Jurors, however, found Morris did breach a confidentiality agreement with his then-employer ChromaDex, but ordered him only to pay back roughly $17,000 in previous compensation, well short of the $688,000 ChromaDex had been seeking from him. The jury rejected a breach of fiduciary duty claim against Morris as well as punitive damages requests by ChromaDex related to the charges of trade secret theft.

Elysium lawyers successfully argued ChromaDex overcharged Elysium by $625,000, which was a violation of a “most-favored-nation” provision in the supply agreement between the two for NIAGEN, the brand name for ChromaDex’s NR. At trial, Elysium presented evidence of a deal between ChromaDex and Healthspan Research, LLC—a company founded by current ChromaDex CEO Rob Fried—in which NR was sold to Healthspan at a substantially lower price than that afforded to Elysium. ChromaDex later bought Healthspan from Fried for $1.1 million.

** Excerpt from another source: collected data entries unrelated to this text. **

//! Shared application state for the gateway

use std::sync::Arc;

use sendiz_chats::ChatEngine;
use sendiz_config::AppConfig;

use crate::auth::JwtVerifier;
use crate::error::{GatewayError, GatewayResult};

#[derive(Clone)]
pub struct GatewayState {
    pub engine: ChatEngine,
    pub verifier: Arc<JwtVerifier>,
    pub allowed_origins: Vec<String>,
}

impl GatewayState {
    pub fn new(engine: ChatEngine, verifier: JwtVerifier, allowed_origins: Vec<String>) -> Self {
        Self {
            engine,
            verifier: Arc::new(verifier),
            allowed_origins,
        }
    }

    /// Build the state from loaded configuration. A JWT secret is required.
    pub fn from_config(engine: ChatEngine, config: &AppConfig) -> GatewayResult<Self> {
        let secret = config
            .auth
            .jwt_secret
            .as_deref()
            .filter(|secret| !secret.is_empty())
            .ok_or_else(|| {
                GatewayError::InternalError("auth.jwt_secret must be configured".to_string())
            })?;

        Ok(Self::new(
            engine,
            JwtVerifier::new(secret, config.auth.issuer.clone()),
            config.http.allowed_origins.clone(),
        ))
    }
}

Jurors on Monday also awarded Elysium $250,000 related to royalty overpayment, and $1,025,000 in punitive damages as a result of the fraud it found on ChromaDex’s part.

In a filing with the Securities and Exchange Commission after the verdict, ChromaDex said it "expects a net result in which Elysium and Mark Morris will be required to pay ChromaDex approximately $2.25 to $2.50 million in damages and interest. The Company does not plan to appeal the decision."

According to coverage of the trial by Law.com (subscription required), some jurors said evidence presented about a coercive attempt to buy out Elysium in 2015, from a group led by billionaire pharmaceutical investor Phil Frost, was particularly resonant.

Lawyers were also clear winners in the nearly five-year dispute between the two companies; the original complaint lodged by ChromaDex was filed in December 2016 and the case heard by Judge Cormac J. Carney (U.S. District Court, Central District of California, Southern Division, Case No. 8:16-cv-02277-CJC-DFM, requires log-in) included more than 500 filings over its course.

A dispute between the two companies remains active in the Southern District of New York. And, earlier this month, a U.S. district judge in Delaware delivered another win for Elysium when he essentially invalidated two patents for NR that are held by ChromaDex and Dartmouth College.